__Exercise directions__.
Below are entries; output exactly the lines from the one with "String, source: std::io::Error" to the one with "effect asset is", both included, and nothing else.

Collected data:
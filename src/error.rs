//! Error types for loading and validating car tuning.

use std::fmt;

/// Errors surfaced while loading the tuning file or validating it at startup.
#[derive(Debug)]
pub enum ConfigError {
    /// The tuning file could not be read.
    Io { path: String, source: std::io::Error },
    /// The tuning file is not valid JSON for `CarTuning`.
    Parse { path: String, source: serde_json::Error },
    /// A curve has no keys.
    EmptyCurve { curve: &'static str },
    /// Curve key times are not strictly increasing.
    NonMonotonicCurve { curve: &'static str, key: usize },
    /// No drift particle asset was configured.
    MissingEffectAsset,
    /// A scalar tunable is out of range.
    InvalidValue { field: &'static str, detail: String },
}

impl fmt::Display for ConfigError {
    fn fmt(&self, f: &mut fmt::Formatter<'_>) -> fmt::Result {
        match self {
            Self::Io { path, source } => write!(f, "failed to read tuning file {path}: {source}"),
            Self::Parse { path, source } => {
                write!(f, "failed to parse tuning file {path}: {source}")
            }
            Self::EmptyCurve { curve } => write!(f, "curve {curve} has no keys"),
            Self::NonMonotonicCurve { curve, key } => {
                write!(f, "curve {curve}: key {key} does not increase in time")
            }
            Self::MissingEffectAsset => write!(f, "drift effect asset is not configured"),
            Self::InvalidValue { field, detail } => write!(f, "invalid value for {field}: {detail}"),
        }
    }
}

impl std::error::Error for ConfigError {
    fn source(&self) -> Option<&(dyn std::error::Error + 'static)> {
        match self {
            Self::Io { source, .. } => Some(source),
            Self::Parse { source, .. } => Some(source),
            _ => None,
        }
    }
}
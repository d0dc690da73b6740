//! Headless arcade car server: the `arcade_car` vehicle model plus a rapier
//! world and a websocket front end that host one car.

pub mod arcade_car;
pub mod car;
pub mod config;
pub mod debug_builders;
pub mod error;
pub mod net;
pub mod physics;
pub mod state;

pub use car::CarController;
pub use config::CarTuning;
pub use error::ConfigError;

__Expected answer__.
    Io { path: String, source: std::io::Error },
    /// The tuning file is not valid JSON for `CarTuning`.
    Parse { path: String, source: serde_json::Error },
    /// A curve has no keys.
    EmptyCurve { curve: &'static str },
    /// Curve key times are not strictly increasing.
    NonMonotonicCurve { curve: &'static str, key: usize },
    /// No drift particle asset was configured.
    MissingEffectAsset,
    /// A scalar tunable is out of range.
    InvalidValue { field: &'static str, detail: String },
}

impl fmt::Display for ConfigError {
    fn fmt(&self, f: &mut fmt::Formatter<'_>) -> fmt::Result {
        match self {
            Self::Io { path, source } => write!(f, "failed to read tuning file {path}: {source}"),
            Self::Parse { path, source } => {
                write!(f, "failed to parse tuning file {path}: {source}")
            }
            Self::EmptyCurve { curve } => write!(f, "curve {curve} has no keys"),
            Self::NonMonotonicCurve { curve, key } => {
                write!(f, "curve {curve}: key {key} does not increase in time")
            }
            Self::MissingEffectAsset => write!(f, "drift effect asset is not configured"),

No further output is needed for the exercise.